Output Controls

This chapter documents output controls for raster, vector, and lidar writes in WbW-Py.

Output settings are where reproducibility becomes explicit. Defaults are useful for fast iteration, but production workflows should pin format, compression, and layout choices so outputs remain comparable across runs and environments. Treat this chapter as the policy layer for how artifacts are written, named, and validated.

General Principles

  • Start with default output behavior unless you need strict reproducibility.
  • Use strict_format_options=True when you want invalid option/format combinations to fail instead of silently ignoring options.
  • Prefer extensionless outputs for sensible defaults when prototyping.

Raster Output Controls

write_raster(...) and write_rasters(...) support an options dictionary.

Use this when output layout and compression are part of a reproducibility or distribution requirement.

import whitebox_workflows as wb

wbe = wb.WbEnvironment()
r = wbe.read_raster('dem.tif')

wbe.write_raster(r, 'out_default.tif')

wbe.write_raster(
    r,
    'out_cog.tif',
    options={
        'compress': True,
        'strict_format_options': True,
        'geotiff': {
            'layout': 'cog',
            'tile_size': 512,
            'compression': 'deflate',
            'bigtiff': False,
        },
    },
)

Raster Write Option Reference

The raster options dictionary currently supports these top-level keys:

  • compress: boolean convenience switch for GeoTIFF-family outputs.
  • strict_format_options: boolean validation switch.
  • geotiff: nested dictionary for GeoTIFF / BigTIFF / COG-specific controls.
  • jpeg2000: nested dictionary for JPEG2000 (.jp2) controls.

compress

compress is a convenience flag. It applies only to GeoTIFF-family outputs.

  • True: maps to GeoTIFF deflate compression.
  • False: maps to uncompressed GeoTIFF output.

Default behavior:

  • compress is unset by default (not True and not False).
  • For GeoTIFF-family outputs, an unset compress falls through to the GeoTIFF writer default compression, which is deflate.
  • For non-GeoTIFF outputs, compress has no effect.

If geotiff.compression is also supplied, the explicit geotiff.compression value takes precedence over compress.

strict_format_options

strict_format_options accepts True or False.

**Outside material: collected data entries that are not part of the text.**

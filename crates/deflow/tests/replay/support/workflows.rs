//! Workflow definitions shared by the replay scenarios.

use deflow::Workflow;

/// Media pipeline with a join:
///
/// ```text
///              ┌─> Transcode (activity) ─┐
/// Download ────┤                         ├─> Publish
///              └─> Thumbnail (lambda) ───┘
/// ```
pub fn media_pipeline() -> Workflow {
    Workflow::builder()
        .activity("Download", "1.0", |a| a)
        .activity("Transcode", "1.0", |a| a.after_activity("Download", "1.0"))
        .lambda("Thumbnail", |l| l.after_activity("Download", "1.0"))
        .activity("Publish", "1.0", |a| {
            a.after_activity("Transcode", "1.0").after_lambda("Thumbnail")
        })
        .build()
        .unwrap()
}

/// A lambda followed by a timer firing immediately.
pub fn lambda_then_timer() -> Workflow {
    Workflow::builder()
        .lambda("Probe", |l| l)
        .timer("Settle", |t| t.after_lambda("Probe"))
        .build()
        .unwrap()
}

/// Three activities in a row.
pub fn chain() -> Workflow {
    chain_with(|a| a)
}

/// Three activities in a row, the first one configured by `first`.
pub fn chain_with<F>(first: F) -> Workflow
where
    F: FnOnce(deflow::ItemBuilder<deflow::item::ActivitySpec>) -> deflow::ItemBuilder<deflow::item::ActivitySpec>,
{
    Workflow::builder()
        .activity("Fetch", "1.0", first)
        .activity("Parse", "1.0", |a| a.after_activity("Fetch", "1.0"))
        .activity("Store", "1.0", |a| a.after_activity("Parse", "1.0"))
        .build()
        .unwrap()
}
//! Re-scheduling, cancellation and batch compaction.

use std::time::Duration;

use deflow::{Backoff, EventType, Limit, Workflow, WorkflowAction, WorkflowDecision};
use test_utils::HistoryBuilder;

use crate::support::helpers::{activity, assert_decision_types, init_test_tracing, scheduled};

/// `Charge` retries failures through `on_failure`.
fn billing<F>(on_failure: F) -> Workflow
where
    F: Fn(&deflow::event::ActivityEvent, &deflow::ItemRef<'_>) -> deflow::Result<WorkflowAction>
        + Send
        + Sync
        + 'static,
{
    Workflow::builder()
        .activity("Charge", "1.0", |a| a.on_failure(on_failure))
        .on_signal("abort", |_, ctx| {
            Ok(WorkflowAction::cancel([ctx.activity("Charge", "1.0")?.identity().clone()]))
        })
        .build()
        .unwrap()
}

/// History with `failures` consecutive failed attempts of `Charge`.
fn charge_failed(failures: usize) -> HistoryBuilder {
    let charge = activity("Charge");
    let mut history = HistoryBuilder::new("wf-1", "run-1").started(None);
    for _ in 0..failures {
        history = history
            .decision_completed()
            .activity_scheduled(&charge)
            .activity_failed(&charge, "card_declined", "insufficient funds");
    }
    history
}

// ============================================================================
// Limits
// ============================================================================

#[test]
fn retry_within_limit_schedules_again() {
    init_test_tracing();
    let workflow = billing(|_, item| Ok(item.reschedule().up_to(Limit::count(2)).into()));
    let history = charge_failed(2).build().unwrap();

    let decisions = workflow.decide(&history).unwrap();

    assert_eq!(scheduled(&decisions), vec![&activity("Charge")]);
}

#[test]
fn retry_past_limit_takes_default_action() {
    init_test_tracing();
    let workflow = billing(|_, item| Ok(item.reschedule().up_to(Limit::count(2)).into()));
    let history = charge_failed(3).build().unwrap();

    let decisions = workflow.decide(&history).unwrap();

    assert_eq!(
        decisions,
        vec![WorkflowDecision::fail_workflow("card_declined", "insufficient funds")]
    );
}

// ============================================================================
// Delayed re-scheduling
// ============================================================================

#[test]
fn delayed_retry_starts_reschedule_timer() {
    init_test_tracing();
    let workflow = billing(|_, item| Ok(item.reschedule().after(Duration::from_secs(30)).into()));
    let history = charge_failed(1).build().unwrap();

    let decisions = workflow.decide(&history).unwrap();

    assert_eq!(
        decisions,
        vec![WorkflowDecision::schedule_reschedule_timer(
            &activity("Charge"),
            "run-1",
            Duration::from_secs(30)
        )]
    );
}

#[test]
fn backoff_grows_with_recurrences() {
    init_test_tracing();
    let workflow = billing(|_, item| {
        Ok(item
            .reschedule()
            .after_backoff(Backoff::new(Duration::from_secs(10), Duration::from_secs(60)))
            .into())
    });
    let history = charge_failed(3).build().unwrap();

    let decisions = workflow.decide(&history).unwrap();

    assert_eq!(
        decisions,
        vec![WorkflowDecision::schedule_reschedule_timer(
            &activity("Charge"),
            "run-1",
            Duration::from_secs(40)
        )]
    );
}

#[test]
fn fired_reschedule_timer_schedules_item_again() {
    init_test_tracing();
    let charge = activity("Charge");
    let workflow = billing(|_, item| Ok(item.reschedule().after(Duration::from_secs(30)).into()));
    let history = charge_failed(1)
        .decision_completed()
        .reschedule_timer_started(&charge, Duration::from_secs(30))
        .reschedule_timer_fired(&charge)
        .build()
        .unwrap();

    let decisions = workflow.decide(&history).unwrap();

    assert_decision_types(&decisions, &["ScheduleActivityTask"]);
    assert_eq!(scheduled(&decisions), vec![&charge]);
}

#[test]
fn pending_reschedule_timer_keeps_workflow_open() {
    init_test_tracing();
    let charge = activity("Charge");
    let workflow = billing(|_, item| Ok(item.reschedule().after(Duration::from_secs(30)).into()));
    let history = charge_failed(1)
        .decision_completed()
        .reschedule_timer_started(&charge, Duration::from_secs(30))
        .build()
        .unwrap();

    let statuses = workflow.item_statuses(&history);

    assert_eq!(statuses.len(), 1);
    assert!(statuses[0].is_active);
    assert_eq!(statuses[0].event_count, 2);
    assert!(workflow.decide(&history).unwrap().is_empty());
}

#[test]
fn reschedule_timer_start_failure_fails_workflow() {
    init_test_tracing();
    let charge = activity("Charge");
    let workflow = billing(|_, item| Ok(item.reschedule().after(Duration::from_secs(30)).into()));
    let history = charge_failed(1)
        .decision_completed()
        .reschedule_timer_start_failed(&charge, "OPEN_TIMERS_LIMIT_EXCEEDED")
        .build()
        .unwrap();

    let decisions = workflow.decide(&history).unwrap();

    assert_eq!(
        decisions,
        vec![WorkflowDecision::fail_workflow("TIMER_START_FAILED", "OPEN_TIMERS_LIMIT_EXCEEDED")]
    );
    let statuses = workflow.item_statuses(&history);
    assert_eq!(statuses[0].last_event, Some(EventType::StartFailed));
    assert!(!statuses[0].is_active);
    assert_eq!(statuses[0].event_count, 2);
}

// ============================================================================
// Cancellation
// ============================================================================

#[test]
fn cancel_targets_pending_reschedule_timer() {
    init_test_tracing();
    let charge = activity("Charge");
    let workflow = billing(|_, item| Ok(item.reschedule().after(Duration::from_secs(30)).into()));
    let history = charge_failed(1)
        .decision_completed()
        .reschedule_timer_started(&charge, Duration::from_secs(30))
        .signaled("abort", None)
        .build()
        .unwrap();

    let decisions = workflow.decide(&history).unwrap();

    assert_eq!(
        decisions,
        vec![WorkflowDecision::CancelTimer {
            identity: charge.clone(),
            schedule_id: charge.schedule_id("run-1"),
        }]
    );
}

#[test]
fn cancel_targets_running_activity() {
    init_test_tracing();
    let charge = activity("Charge");
    let workflow = billing(|_, _| Ok(WorkflowAction::ignore()));
    let history = HistoryBuilder::new("wf-1", "run-1")
        .started(None)
        .decision_completed()
        .activity_scheduled(&charge)
        .activity_started(&charge)
        .signaled("abort", None)
        .build()
        .unwrap();

    let decisions = workflow.decide(&history).unwrap();

    assert_eq!(
        decisions,
        vec![WorkflowDecision::CancelActivity {
            identity: charge.clone(),
            schedule_id: charge.schedule_id("run-1"),
        }]
    );
}

#[test]
fn reschedule_timer_cancel_failure_fails_workflow() {
    init_test_tracing();
    let charge = activity("Charge");
    let workflow = billing(|_, item| Ok(item.reschedule().after(Duration::from_secs(30)).into()));
    let history = charge_failed(1)
        .decision_completed()
        .reschedule_timer_started(&charge, Duration::from_secs(30))
        .signaled("abort", None)
        .decision_completed()
        .reschedule_timer_cancel_failed(&charge, "TIMER_ID_UNKNOWN")
        .build()
        .unwrap();

    let decisions = workflow.decide(&history).unwrap();

    assert_eq!(
        decisions,
        vec![WorkflowDecision::fail_workflow("TIMER_CANCELLATION_FAILED", "TIMER_ID_UNKNOWN")]
    );
}

// ============================================================================
// Compaction
// ============================================================================

/// Two independent startup branches; `Ledger` leads to `Report`.
fn two_branches() -> Workflow {
    Workflow::builder()
        .activity("Ledger", "1.0", |a| a)
        .activity("Audit", "1.0", |a| {
            a.on_failure(|event, _| {
                Ok(WorkflowAction::record_marker("audit-failed", event.details().map(str::to_owned))
                    + WorkflowAction::fail_workflow("AUDIT", "audit failed"))
            })
        })
        .activity("Report", "1.0", |a| a.after_activity("Ledger", "1.0"))
        .build()
        .unwrap()
}

#[test]
fn closing_decision_supersedes_scheduling() {
    init_test_tracing();
    let history = HistoryBuilder::new("wf-1", "run-1")
        .started(None)
        .decision_completed()
        .activity_scheduled(&activity("Ledger"))
        .activity_scheduled(&activity("Audit"))
        .activity_completed(&activity("Ledger"), "ok")
        .activity_failed(&activity("Audit"), "mismatch", "row 12")
        .build()
        .unwrap();

    let decisions = two_branches().decide(&history).unwrap();

    assert_eq!(
        decisions,
        vec![
            WorkflowDecision::record_marker("audit-failed", Some("row 12".into())),
            WorkflowDecision::fail_workflow("AUDIT", "audit failed"),
        ]
    );
}

#[test]
fn completion_waits_for_other_branches() {
    init_test_tracing();
    let workflow = Workflow::builder()
        .activity("Ledger", "1.0", |a| a)
        .activity("Audit", "1.0", |a| a)
        .build()
        .unwrap();
    let partial = HistoryBuilder::new("wf-1", "run-1")
        .started(None)
        .decision_completed()
        .activity_scheduled(&activity("Ledger"))
        .activity_scheduled(&activity("Audit"))
        .activity_completed(&activity("Ledger"), "ok");

    let decisions = workflow.decide(&partial.build().unwrap()).unwrap();
    assert!(decisions.is_empty(), "unexpected decisions: {decisions:?}");

    let done = partial
        .decision_completed()
        .activity_completed(&activity("Audit"), "ok")
        .build()
        .unwrap();
    let decisions = workflow.decide(&done).unwrap();
    assert_eq!(decisions, vec![WorkflowDecision::complete_workflow("Workflow is completed.")]);
}

#[test]
fn failure_outranks_cancellation() {
    init_test_tracing();
    let workflow = Workflow::builder()
        .activity("Ledger", "1.0", |a| a)
        .build()
        .unwrap();
    let history = HistoryBuilder::new("wf-1", "run-1")
        .started(None)
        .decision_completed()
        .activity_scheduled(&activity("Ledger"))
        .cancel_requested(None)
        .activity_failed(&activity("Ledger"), "timeout", "upstream")
        .build()
        .unwrap();

    let decisions = workflow.decide(&history).unwrap();

    assert_eq!(decisions, vec![WorkflowDecision::fail_workflow("timeout", "upstream")]);
}
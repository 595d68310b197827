use std::time::Duration;

use tracing::debug;

use super::{Backoff, ItemSet, Scope, WorkflowAction};
use crate::context::DecisionContext;
use crate::decision::WorkflowDecision;
use crate::error::Result;
use crate::event::WorkflowItemEvent;
use crate::identity::Identity;
use crate::item::ItemRef;

/// Upper bound on how often an item is re-scheduled in response to the
/// same kind of event.
#[derive(Debug, Clone, Copy, PartialEq, Eq)]
pub struct Limit {
    max: u32,
}

impl Limit {
    pub fn count(max: u32) -> Self {
        Self { max }
    }

    pub fn max(&self) -> u32 {
        self.max
    }

    /// `true` once `recurrences` goes past the limit.
    pub fn is_exceeded(&self, recurrences: u32) -> bool {
        recurrences > self.max
    }
}

/// Schedule an item (again).
///
/// Plain scheduling applies the item's `when` gate. With
/// [`after`](Self::after) or [`after_backoff`](Self::after_backoff) the
/// item's reschedule timer is started instead. With [`up_to`](Self::up_to),
/// once the type of the item's last event has recurred more often than the
/// limit, the item's default action for that event is taken instead.
#[derive(Debug, Clone, PartialEq)]
pub struct ScheduleItemAction {
    item: Identity,
    after: Option<Duration>,
    backoff: Option<Backoff>,
    limit: Option<Limit>,
}

impl ScheduleItemAction {
    pub fn new(item: Identity) -> Self {
        Self {
            item,
            after: None,
            backoff: None,
            limit: None,
        }
    }

    pub fn item(&self) -> &Identity {
        &self.item
    }

    /// Re-schedule after a fixed delay.
    pub fn after(mut self, delay: Duration) -> Self {
        self.after = Some(delay);
        self.backoff = None;
        self
    }

    /// Re-schedule after a delay growing with each recurrence.
    pub fn after_backoff(mut self, backoff: Backoff) -> Self {
        self.backoff = Some(backoff);
        self.after = None;
        self
    }

    pub fn up_to(mut self, limit: Limit) -> Self {
        self.limit = Some(limit);
        self
    }

    pub(super) fn resolve(
        &self,
        ctx: DecisionContext<'_>,
        scope: &mut Scope,
    ) -> Result<Vec<WorkflowDecision>> {
        let item = ctx.item(&self.item)?;
        let recurrences = recurrences(&item);
        if let Some(last) = self.exhausted(&item, recurrences) {
            debug!(
                item = %self.item,
                event_type = %last.event_type(),
                recurrences,
                "re-scheduling limit reached"
            );
            return last
                .default_action(item.identity())
                .with_triggered_item(item.identity())
                .resolve(ctx, scope);
        }

        match (self.backoff, self.after) {
            (Some(backoff), _) => Ok(item.reschedule_decisions(backoff.delay_for(recurrences.max(1)))),
            (None, Some(delay)) => Ok(item.reschedule_decisions(delay)),
            (None, None) => item.schedule_decisions_in(scope),
        }
    }

    pub(super) fn can_schedule_any(&self, ctx: DecisionContext<'_>, items: &ItemSet<'_>) -> bool {
        let Ok(item) = ctx.item(&self.item) else {
            return false;
        };
        match self.exhausted(&item, recurrences(&item)) {
            Some(last) => last
                .default_action(item.identity())
                .with_triggered_item(item.identity())
                .can_schedule_any(ctx, items),
            None => items.contains(&self.item),
        }
    }

    /// The item's last event, when the limit has been exceeded.
    fn exhausted<'a>(&self, item: &ItemRef<'a>, recurrences: u32) -> Option<&'a WorkflowItemEvent> {
        let limit = self.limit?;
        if !limit.is_exceeded(recurrences) {
            return None;
        }
        item.last_event(false)
    }
}

/// How often the type of the item's last event occurs in its history.
fn recurrences(item: &ItemRef<'_>) -> u32 {
    let Some(last) = item.last_event(false) else {
        return 0;
    };
    let count = item
        .all_events(false)
        .into_iter()
        .filter(|e| e.event_type() == last.event_type())
        .count();
    u32::try_from(count).unwrap_or(u32::MAX)
}

impl From<ScheduleItemAction> for WorkflowAction {
    fn from(action: ScheduleItemAction) -> Self {
        WorkflowAction::Schedule(action)
    }
}
//! Structured log output of decision cycles.

use std::sync::{Arc, Mutex};

use deflow::{DeciderConfig, Workflow};
use test_utils::HistoryBuilder;

struct BufferWriter {
    buffer: Arc<Mutex<Vec<u8>>>,
}

impl std::io::Write for BufferWriter {
    fn write(&mut self, buf: &[u8]) -> std::io::Result<usize> {
        self.buffer.lock().unwrap().extend_from_slice(buf);
        Ok(buf.len())
    }

    fn flush(&mut self) -> std::io::Result<()> {
        Ok(())
    }
}

/// Run one start cycle of `workflow` and return everything it logged.
fn capture_start_cycle(workflow: &Workflow) -> String {
    let buffer = Arc::new(Mutex::new(Vec::new()));
    let writer_buffer = Arc::clone(&buffer);
    let subscriber = tracing_subscriber::fmt()
        .with_writer(move || BufferWriter {
            buffer: Arc::clone(&writer_buffer),
        })
        .with_max_level(tracing::Level::DEBUG)
        .with_ansi(false)
        .finish();
    let _guard = tracing::subscriber::set_default(subscriber);

    let history = HistoryBuilder::new("wf-log", "run-log")
        .started(None)
        .build()
        .unwrap();
    workflow.decide(&history).unwrap();

    let locked = buffer.lock().unwrap();
    String::from_utf8_lossy(&locked).into_owned()
}

fn workflow(config: DeciderConfig) -> Workflow {
    Workflow::builder()
        .activity("Download", "1.0", |a| a)
        .config(config)
        .build()
        .unwrap()
}

#[test]
fn cycle_summary_is_logged() {
    let output = capture_start_cycle(&workflow(DeciderConfig::default()));

    assert!(output.contains("decision cycle complete"), "{output}");
    assert!(output.contains("workflow_id=wf-log"), "{output}");
    assert!(output.contains("decisions=1"), "{output}");
    assert!(output.contains("ScheduleActivityTask"), "{output}");
}

#[test]
fn per_decision_lines_can_be_disabled() {
    let config = DeciderConfig {
        log_decisions: false,
        ..DeciderConfig::default()
    };
    let output = capture_start_cycle(&workflow(config));

    assert!(output.contains("decision cycle complete"), "{output}");
    assert!(!output.contains("ScheduleActivityTask"), "{output}");
}
use deflow::{Identity, WorkflowDecision};

/// Initialize tracing for tests. Safe to call multiple times.
///
/// The `try_init()` call is idempotent; subsequent calls are no-ops if a
/// global subscriber is already set.
pub fn init_test_tracing() {
    let _ = tracing_subscriber::fmt()
        .with_env_filter("deflow=debug")
        .with_test_writer()
        .try_init();
}

pub fn activity(name: &str) -> Identity {
    Identity::activity(name, "1.0", "").unwrap()
}

pub fn timer(name: &str) -> Identity {
    Identity::timer(name).unwrap()
}

pub fn lambda(name: &str) -> Identity {
    Identity::lambda(name, "").unwrap()
}

pub fn child_workflow(name: &str) -> Identity {
    Identity::child_workflow(name, "1.0", "").unwrap()
}

/// Assert that decisions match the expected SWF decision types in order.
pub fn assert_decision_types(decisions: &[WorkflowDecision], expected: &[&str]) {
    let actual: Vec<&str> = decisions.iter().map(WorkflowDecision::decision_type).collect();
    assert_eq!(actual, expected, "decision types mismatch: {decisions:#?}");
}

/// Items scheduled by a batch, in order.
pub fn scheduled(decisions: &[WorkflowDecision]) -> Vec<&Identity> {
    decisions
        .iter()
        .filter_map(WorkflowDecision::scheduled_item)
        .collect()
}
impl<'a> Reconciler<'a> {
    pub fn new(
        library: &'a dyn LibraryStore,
        debrid: &'a dyn DebridService,
        config: &'a Config,
    ) -> Self {
        Self {
            library,
            debrid,
            config,
        }
    }

    /// Dispatch a request; every failure is folded into the error payload
    pub async fn handle(&self, request: SweepRequest) -> SweepResponse {
        let result = match request {
            SweepRequest::Check {
                scene_id,
                correlation,
            } => self.check(&scene_id).await.map(|mut report| {
                report.correlation = correlation;
                SweepResponse::Check(report)
            }),
            SweepRequest::Delete {
                torrent_id,
                scene_ids,
                correlation,
            } => self
                .delete(&torrent_id, &scene_ids)
                .await
                .map(|mut report| {
                    report.correlation = correlation;
                    SweepResponse::Delete(report)
                }),
        };

        result.unwrap_or_else(|err| SweepResponse::Error {
            error: err.to_string(),
        })
    }

    /// Check phase: locate the torrent behind a scene and report what a
    /// delete would take with it.
    pub async fn check(&self, scene_id: &str) -> Result<CheckReport, SweepError> {
        let scene = self
            .library
            .find_scene(scene_id)
            .await
            .map_err(SweepError::upstream)?
            .ok_or_else(|| SweepError::NoFilesLinked(scene_id.to_string()))?;

        let file = scene
            .files
            .first()
            .ok_or_else(|| SweepError::NoFilesLinked(scene_id.to_string()))?;

        let (folder, basename) = split_parent(&file.path);
        let folder_name = folder_base_name(folder);
        debug!(
            scene_id = %scene_id,
            folder = %folder,
            basename = %basename,
            "Checking scene against remote listing"
        );

        let matcher = TorrentMatcher::new(
            self.debrid,
            &self.config.generic_folders,
            self.config.torrent_page_limit,
        );
        let matched = matcher
            .find_torrent(folder_name, basename)
            .await
            .ok_or_else(|| SweepError::TorrentNotFound(basename.to_string()))?;

        let verdict = classify(&matched.manifest, &self.config.video_extensions);

        let resolver = SiblingResolver::new(self.library);
        let siblings = resolver.find_siblings(folder, scene_id).await;

        info!(
            scene_id = %scene_id,
            torrent_id = %matched.id,
            torrent_name = %matched.filename,
            video_count = verdict.video_count,
            is_pack = verdict.is_pack,
            siblings = siblings.len(),
            "Check complete"
        );

        Ok(CheckReport {
            correlation: None,
            torrent_id: matched.id,
            torrent_name: matched.filename,
            confidence: matched.confidence,
            video_count: verdict.video_count,
            is_pack: verdict.is_pack,
            folder: folder.to_string(),
            siblings,
        })
    }

    /// Delete phase: remote first, then each listed scene best-effort
    pub async fn delete(
        &self,
        torrent_id: &str,
        scene_ids: &[String],
    ) -> Result<DeleteReport, SweepError> {
        let torrent_id = torrent_id.trim();
        if torrent_id.is_empty()
            || torrent_id.eq_ignore_ascii_case("undefined")
            || torrent_id.eq_ignore_ascii_case("null")
        {
            return Err(SweepError::InvalidTorrentId(torrent_id.to_string()));
        }

        // Remote delete must succeed before any local scene is touched
        self.debrid.delete_torrent(torrent_id).await?;
        info!(torrent_id = %torrent_id, "Remote torrent deleted");

        let mut scenes = Vec::with_capacity(scene_ids.len());
        for id in scene_ids {
            match self.library.destroy_scene(id).await {
                Ok(()) => {
                    debug!(scene_id = %id, "Scene deleted from library");
                    scenes.push(SceneOutcome {
                        id: id.clone(),
                        deleted: true,
                        error: None,
                    });
                }
                Err(err) => {
                    warn!(scene_id = %id, error = %err, "Scene delete failed, continuing");
                    scenes.push(SceneOutcome {
                        id: id.clone(),
                        deleted: false,
                        error: Some(err.to_string()),
                    });
                }
            }
        }

        let deleted_scenes = scenes.iter().filter(|s| s.deleted).count();
        info!(
            torrent_id = %torrent_id,
            deleted_scenes,
            requested = scene_ids.len(),
            "Delete complete"
        );

        Ok(DeleteReport {
            correlation: None,
            torrent_id: torrent_id.to_string(),
            deleted_scenes,
            scenes,
        })
    }
}
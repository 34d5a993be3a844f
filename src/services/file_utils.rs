//! Shared file extension helpers for the matcher and pack classifier.

/// Video file extensions (lowercase)
pub const VIDEO_EXTENSIONS: &[&str] = &[
    ".mkv", ".mp4", ".avi", ".mov", ".wmv", ".flv", ".webm", ".m4v", ".ts", ".m2ts", ".mpg",
    ".mpeg",
];

/// Check if a path has one of the given extensions (case-insensitive)
pub fn has_extension(path: &str, extensions: &[String]) -> bool {
    let lower = path.to_lowercase();
    extensions.iter().any(|ext| lower.ends_with(ext.as_str()))
}

/// Check if a file is a video file based on the default extension set
pub fn is_video_file(path: &str) -> bool {
    let lower = path.to_lowercase();
    VIDEO_EXTENSIONS.iter().any(|ext| lower.ends_with(ext))
}

/// Strip the final extension from a file name. Returns the name unchanged
/// when there is no extension.
pub fn file_stem(name: &str) -> &str {
    match name.rsplit_once('.') {
        Some((stem, _)) if !stem.is_empty() => stem,
        _ => name,
    }
}
//! Reconciliation engine services

pub mod file_utils;
pub mod pack_classifier;
pub mod path_normalizer;
pub mod real_debrid;
pub mod reconciler;
pub mod sibling_resolver;
pub mod stash;
pub mod torrent_matcher;

use crate::config::Config;
use crate::error::SweepError;
use real_debrid::RealDebridClient;
use reconciler::{Reconciler, SweepRequest, SweepResponse};
use stash::{LibraryStore, StashClient};

/// Resolve credentials, build the collaborator clients, and serve one
/// request end to end. Every failure lands in the error payload.
pub async fn run(request: SweepRequest, config: &Config) -> SweepResponse {
    match serve(request, config).await {
        Ok(response) => response,
        Err(err) => SweepResponse::Error {
            error: err.to_string(),
        },
    }
}

async fn serve(request: SweepRequest, config: &Config) -> Result<SweepResponse, SweepError> {
    let api_key = config
        .resolve_stash_api_key()
        .ok_or(SweepError::CredentialMissing("Stash API key"))?;
    let stash = StashClient::new(config.stash_url.clone(), api_key, config.request_timeout)
        .map_err(SweepError::upstream)?;

    // The Real-Debrid token lives in Stash's stored plugin configuration
    let token = stash
        .plugin_setting(&config.plugin_id, "rd_api_key")
        .await
        .map_err(SweepError::upstream)?
        .ok_or(SweepError::CredentialMissing(
            "Real-Debrid API token in plugin settings",
        ))?;
    let debrid = RealDebridClient::new(config.debrid_api_url.clone(), token, config.request_timeout)
        .map_err(SweepError::upstream)?;

    let reconciler = Reconciler::new(&stash, &debrid, config);
    Ok(reconciler.handle(request).await)
}
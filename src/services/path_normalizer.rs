//! Canonical path form for cross-system comparison.
//!
//! Stash records and Real-Debrid manifests disagree on casing, separators,
//! and URL encoding for the same file. `normalize` folds both into one
//! comparable form: scheme stripped, percent-decoded, lowercased, forward
//! slashes, no trailing separator. The function is idempotent.

use std::borrow::Cow;

/// Normalize a path from either source into its comparable form
pub fn normalize(path: &str) -> String {
    let stripped = strip_file_scheme(path);

    let decoded = match urlencoding::decode(stripped) {
        Ok(Cow::Borrowed(s)) => s.to_string(),
        Ok(Cow::Owned(s)) => s,
        // Invalid percent sequences are kept verbatim
        Err(_) => stripped.to_string(),
    };

    let mut normalized = decoded.to_lowercase().replace('\\', "/");
    while normalized.len() > 1 && normalized.ends_with('/') {
        normalized.pop();
    }
    normalized
}

/// Split a path into its parent folder and basename, handling both separator
/// conventions. A path without any separator yields an empty folder.
pub fn split_parent(path: &str) -> (&str, &str) {
    match path.rfind(['/', '\\']) {
        Some(idx) => (&path[..idx], &path[idx + 1..]),
        None => ("", path),
    }
}

/// Last component of a folder path, used as the torrent search term
pub fn folder_base_name(folder: &str) -> &str {
    let trimmed = folder.trim_end_matches(['/', '\\']);
    match trimmed.rfind(['/', '\\']) {
        Some(idx) => &trimmed[idx + 1..],
        None => trimmed,
    }
}

fn strip_file_scheme(path: &str) -> &str {
    if path.len() >= 7 && path[..7].eq_ignore_ascii_case("file://") {
        &path[7..]
    } else {
        path
    }
}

  • False (default): GeoTIFF-specific options are ignored when writing a non-GeoTIFF output such as .jp2, .gpkg, or .zarr; JPEG2000-specific options are ignored when writing non-.jp2 outputs.
  • True: using GeoTIFF-specific options with a non-GeoTIFF output path, or JPEG2000-specific options with a non-.jp2 output path, raises an error.

jpeg2000

The jpeg2000 dictionary supports these keys:

  • compression: string compression mode.
  • quality_db: numeric quality target in dB used when compression='lossy'.
  • decomp_levels: non-negative integer decode-resolution level hint (0 to 255).
  • color_space: string color-space override.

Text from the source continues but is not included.